Liquefied Natural Gas (LNG)
Pipeline receipts – Natural gas deliveries to LNG export terminals in South Louisiana and South Texas were essentially flat this week at 7.4 Bcf/d and 2.3 Bcf/d, respectively. Natural gas deliveries to terminals along the East Coast decreased slightly, by less than 0.1 Bcf/d, to 1.0 Bcf/d. Deliveries to Calcasieu Pass in Louisiana were on average about 400 MMcf/d lower than last week, whereas deliveries to Sabine Pass, also in Louisiana, averaged about 300 MMcf/d higher than a week ago. Vessels departing U.S. ports – Seventeen LNG vessels (eight from Sabine Pass, four Corpus Christi, three from Cameron, and one each from Calcasieu Pass and Cove Point) with a combined LNG-carrying capacity of 64 Bcf departed the United States between August 4 and August 10, according to shipping data provided by Bloomberg Finance, L.P.
Rig Count
According to Baker Hughes, for the week ending Tuesday, August 2, the natural gas rig count increased by 4 rigs from a week ago to 161 rigs. All four rigs were added in unspecified producing regions. The number of oil-directed rigs decreased by 7 to 598 rigs. The Ardmore Woodford, DJ Niobrara, Granite Wash, and Williston each added one rig. The Cana Woodford dropped one rig, the Permian Basin dropped four rigs, and six rigs were dropped from unspecified producing regions. The total rig count now stands at 764 rigs.
Storage
The net injections into storage totaled 44 Bcf for the week ending August 5, compared with the five-year (2017–2021) average net injections of 45 Bcf and last year’s net injections of 44 Bcf during the same week. Working natural gas stocks totaled 2,501 Bcf, which is 338 Bcf (12%) lower than the five-year average and 268 Bcf (10%) lower than last year at this time. According to The Desk survey of natural gas analysts, estimates of the weekly net change to working natural gas stocks ranged from net injections of 30 Bcf to 47 Bcf, with a median estimate of 40 Bcf. The average rate of injections into storage is 5% lower than the five-year average so far in the refill season (April through October).
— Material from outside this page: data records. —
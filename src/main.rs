mod api;
mod cli;
mod config;
mod db;
mod github;
mod heatmap;
mod icons;
mod ingest;
mod scheduler;

use crate::cli::onboard::run_onboarding;
use crate::cli::{ActivityCommands, Cli, Commands, ConfigCommands, PostCommands};
use crate::config::{Config, StorageBackend};
use crate::db::{NewActivity, Repository};
use crate::heatmap::grid::{HeatmapWindow, bucket_activities};
use crate::heatmap::intensity::Theme;
use crate::ingest::staging::UploadStore;
use crate::ingest::{IngestPipeline, IngestRequest, UploadField};
use anyhow::{Context, Result, anyhow};
use chrono::{Local, NaiveDate};
use clap::Parser;
use std::net::{SocketAddr, TcpStream};
use std::path::Path;
use std::sync::Arc;
use std::time::Duration;
use tokio::signal;
use tracing::info;
use tracing_subscriber::EnvFilter;

#[tokio::main]
async fn main() -> Result<()> {
    tracing_subscriber::fmt()
        .with_env_filter(EnvFilter::from_default_env().add_directive("info".parse()?))
        .with_target(false)
        .compact()
        .init();

    let cli = Cli::parse();

    match cli.command {
        Commands::Serve { port } => {
            let mut config = load_or_default_config()?;
            if let Some(port) = port {
                config.api_port = port;
            }
            run_service(config).await
        }
        Commands::Onboard => {
            let _ = run_onboarding()?;
            Ok(())
        }
        Commands::Config { command } => handle_config_command(command),
        Commands::Status => handle_status(),
        Commands::Doctor => handle_doctor(),
        Commands::Post { command } => handle_post_command(command).await,
        Commands::Activity { command } => handle_activity_command(command).await,
        Commands::Heatmap {
            months,
            theme,
            owner,
        } => handle_heatmap(months, theme.map(Theme::from), owner),
    }
}

fn handle_config_command(command: ConfigCommands) -> Result<()> {
    match command {
        ConfigCommands::Set { key, value } => {
            let mut config = load_or_default_config()?;
            config.set_value(&key, &value)?;
            config.ensure_bootstrap_dirs()?;
            config.save()?;

            let masked = if key.contains("token") {
                "***hidden***".to_string()
            } else {
                value
            };
            println!("Config saved: {key} = {masked}");
            Ok(())
        }
        ConfigCommands::Get { key } => {
            let config = load_or_default_config()?;
            let value = config
                .get_value(&key)
                .with_context(|| format!("Unsupported config key: {key}"))?;

            println!("{value}");
            Ok(())
        }
    }
}

fn handle_status() -> Result<()> {
    let config = load_config()?;
    let repository = db::open_repository(&config)?;

    println!("Folio status");
    println!("- storage: {}", repository.backend_name());
    println!("- db_path: {}", config.db_path.display());
    println!("- upload_dir: {}", config.upload_dir.display());
    println!("- posts: {}", repository.list_posts()?.len());
    println!("- activities: {}", repository.list_activities(None)?.len());
    println!(
        "- profile: {}",
        repository
            .profile()?
            .map(|profile| profile.name)
            .unwrap_or_else(|| "none".to_string())
    );
    println!(
        "- server: {}",
        if is_port_open(&config) {
            format!("listening on {}:{}", config.api_host, config.api_port)
        } else {
            "not running".to_string()
        }
    );
    println!(
        "- github_sync: {}",
        if config.github_sync_enabled {
            format!("daily at {}", config.github_sync_time)
        } else {
            "disabled".to_string()
        }
    );

    Ok(())
}

fn handle_doctor() -> Result<()> {
    let config_path = Config::config_path()?;
    let mut issues = Vec::new();

    if config_path.exists() {
        println!("[OK] config.json found: {}", config_path.display());
    } else {
        println!("[WARN] config.json not found: {}", config_path.display());
        issues.push("config missing");
    }

    let config = load_or_default_config()?;

    match config.storage {
        StorageBackend::Sqlite => match db::open_repository(&config) {
            Ok(_) => println!("[OK] SQLite reachable: {}", config.db_path.display()),
            Err(error) => {
                println!("[WARN] SQLite check failed: {error:#}");
                issues.push("db unreachable");
            }
        },
        StorageBackend::Memory => {
            println!("[WARN] memory storage selected; data is lost on restart");
            issues.push("ephemeral storage");
        }
    }

    for (label, dir) in [
        ("upload dir", &config.upload_dir),
        ("staging dir", &config.staging_dir),
    ] {
        if dir.is_dir() {
            println!("[OK] {label} exists: {}", dir.display());
        } else {
            println!("[WARN] {label} missing: {}", dir.display());
            issues.push("upload directories missing");
        }
    }

    if config.staging_dir.starts_with(&config.upload_dir) {
        println!("[WARN] staging dir is inside the served upload dir");
        issues.push("staging dir exposed");
    }

    match config.parse_sync_time() {
        Ok(_) => println!("[OK] github_sync_time format valid: {}", config.github_sync_time),
        Err(error) => {
            println!("[WARN] invalid github_sync_time setting: {error}");
            issues.push("invalid github_sync_time");
        }
    }

    if config.github_sync_enabled {
        if config.github_username.is_none() {
            println!("[WARN] GitHub sync is enabled but github_username is missing");
            issues.push("github username missing");
        }
        if github::has_token(&config) {
            println!("[OK] GitHub token is configured");
        } else {
            println!("[WARN] GitHub sync is enabled but no token is configured");
            issues.push("github token missing");
        }
    } else {
        println!("[OK] GitHub sync disabled");
    }

    if issues.is_empty() {
        println!("doctor result: no issues");
    } else {
        println!("doctor result: {} warning(s)", issues.len());
    }

    Ok(())
}

async fn handle_post_command(command: PostCommands) -> Result<()> {
    let config = load_or_default_config()?;
    let repository = db::open_repository(&config)?;

    match command {
        PostCommands::Import { file, image, title } => {
            let store = Arc::new(UploadStore::from_config(&config));
            store
                .prepare()
                .await
                .context("Failed to prepare upload directories")?;

            let mut uploads = store.begin();
            stage_local(&store, &mut uploads, UploadField::Markdown, &file).await?;
            if let Some(image) = image.as_deref() {
                stage_local(&store, &mut uploads, UploadField::Image, image).await?;
            }

            let pipeline = IngestPipeline::new(repository, store);
            let post = pipeline
                .ingest(IngestRequest {
                    uploads,
                    title,
                    owner_id: config.owner_id,
                })
                .await?;

            println!("Post created: #{} {}", post.id, post.title);
            if let Some(url) = post.image_url {
                println!("- image: {url}");
            }
            Ok(())
        }
        PostCommands::List => {
            let posts = repository.list_posts()?;
            if posts.is_empty() {
                println!("No posts yet");
            }
            for post in posts {
                println!(
                    "#{:<4} {}  {}",
                    post.id,
                    post.created_at.with_timezone(&Local).format("%Y-%m-%d %H:%M"),
                    post.title
                );
            }
            Ok(())
        }
    }
}

async fn stage_local(
    store: &UploadStore,
    uploads: &mut ingest::staging::StagedUploads,
    field: UploadField,
    path: &Path,
) -> Result<()> {
    store
        .stage_file(uploads, field, path)
        .await
        .with_context(|| format!("Failed to read {}", path.display()))?;
    Ok(())
}

async fn handle_activity_command(command: ActivityCommands) -> Result<()> {
    let config = load_or_default_config()?;
    let repository = db::open_repository(&config)?;

    match command {
        ActivityCommands::Add { date, count, owner } => {
            let record = repository.create_activity(NewActivity {
                date: parse_date(&date)?,
                count,
                owner_id: owner.unwrap_or(config.owner_id),
            })?;
            println!(
                "Activity recorded: {} = {} (owner {})",
                record.date, record.count, record.owner_id
            );
            Ok(())
        }
        ActivityCommands::SyncGithub { months } => {
            let months = months.unwrap_or(config.heatmap_months);
            let summary = tokio::task::spawn_blocking(move || {
                github::sync_contributions(&config, repository.as_ref(), months)
            })
            .await
            .map_err(|_| anyhow!("GitHub sync task panicked"))??;

            println!(
                "Synced {} day(s) for {} ({} to {}, {} contributions)",
                summary.imported, summary.username, summary.from, summary.to, summary.total
            );
            Ok(())
        }
    }
}

fn handle_heatmap(months: Option<u32>, theme: Option<Theme>, owner: Option<i64>) -> Result<()> {
    let config = load_or_default_config()?;
    let repository = db::open_repository(&config)?;
    let owner_id = owner.unwrap_or(config.owner_id);
    let records = repository.list_activities(Some(owner_id))?;

    let months = months.unwrap_or(config.heatmap_months).clamp(1, 24);
    let window = HeatmapWindow::trailing_months(Local::now().date_naive(), months);
    let grid = bucket_activities(window, &records);

    let rendered = match theme {
        Some(theme) => heatmap::render_ansi(&grid, theme),
        None => heatmap::render_text(&grid),
    };
    println!("{rendered}");

    Ok(())
}

async fn run_service(config: Config) -> Result<()> {
    config.ensure_bootstrap_dirs()?;
    let repository = db::open_repository(&config)?;

    let shared_config = Arc::new(config);
    let api_config = Arc::clone(&shared_config);
    let api_repository = Arc::clone(&repository);

    let scheduler_enabled = shared_config.github_sync_enabled;
    let scheduler_config = Arc::clone(&shared_config);
    let scheduler_fallback = Arc::clone(&shared_config);
    let scheduler_repository = Arc::clone(&repository);

    info!(storage = repository.backend_name(), "Folio service started");

    tokio::select! {
        scheduler_result = scheduler::run_daily_scheduler(move || {
            Config::load()
                .unwrap_or_else(|_| (*scheduler_fallback).clone())
                .parse_sync_time()
        }, move |_date| {
            let config = Arc::clone(&scheduler_config);
            let repository: Arc<dyn Repository> = Arc::clone(&scheduler_repository);
            async move {
                let runtime_config = Config::load().unwrap_or_else(|_| (*config).clone());
                let months = runtime_config.heatmap_months;
                tokio::task::spawn_blocking(move || {
                    github::sync_contributions(&runtime_config, repository.as_ref(), months)
                })
                .await
                .map_err(|_| anyhow!("GitHub sync task panicked"))??;
                Ok(())
            }
        }), if scheduler_enabled => {
            scheduler_result?;
        }
        api_result = api::run_server(api_config, api_repository) => {
            api_result?;
        }
        _ = signal::ctrl_c() => {
            info!("shutdown signal received");
        }
    }

    Ok(())
}

fn parse_date(input: &str) -> Result<NaiveDate> {
    NaiveDate::parse_from_str(input, "%Y-%m-%d")
        .with_context(|| format!("Invalid date format: {input}. Example: 2026-02-18"))
}

fn load_or_default_config() -> Result<Config> {
    Config::load().or_else(|_| {
        let config = Config::default();
        config.ensure_bootstrap_dirs()?;
        config.save()?;
        Ok(config)
    })
}

fn load_config() -> Result<Config> {
    Config::load().with_context(|| "Config file not found. Run `folio onboard` first.".to_string())
}

fn is_port_open(config: &Config) -> bool {
    format!("{}:{}", config.api_host, config.api_port)
        .parse::<SocketAddr>()
        .map(|addr| TcpStream::connect_timeout(&addr, Duration::from_millis(250)).is_ok())
        .unwrap_or(false)
}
If the rate of injections into storage matched the five-year average of 9.3 Bcf/d for the remainder of the refill season, the total inventory would be 3,307 Bcf on October 31, which is 338 Bcf lower than the five-year average of 3,645 Bcf for that time of year. More storage data and analysis can be found on the Natural Gas Storage Dashboard and the Weekly Natural Gas Storage Report.
Other Market Drivers
Natural Gas Pipeline Company of America declared a force majeure at segment 26 of the Gulf Coast #3 main line, which runs from Cass County, Texas, to Montgomery County, Texas, from August 9 through August 12. The company is performing pipeline remediation work between Compressor Station 304 (CS 304) in Harrison County, Texas, and Compressor Station 303 (CS 303) in Angelina County, Texas, that results in a reduction of maximum operating capacity. Throughput capacity southbound through CS 303 is reduced and limited to no less than 79% of the design capacity of approximately 1.7 MMcf/d.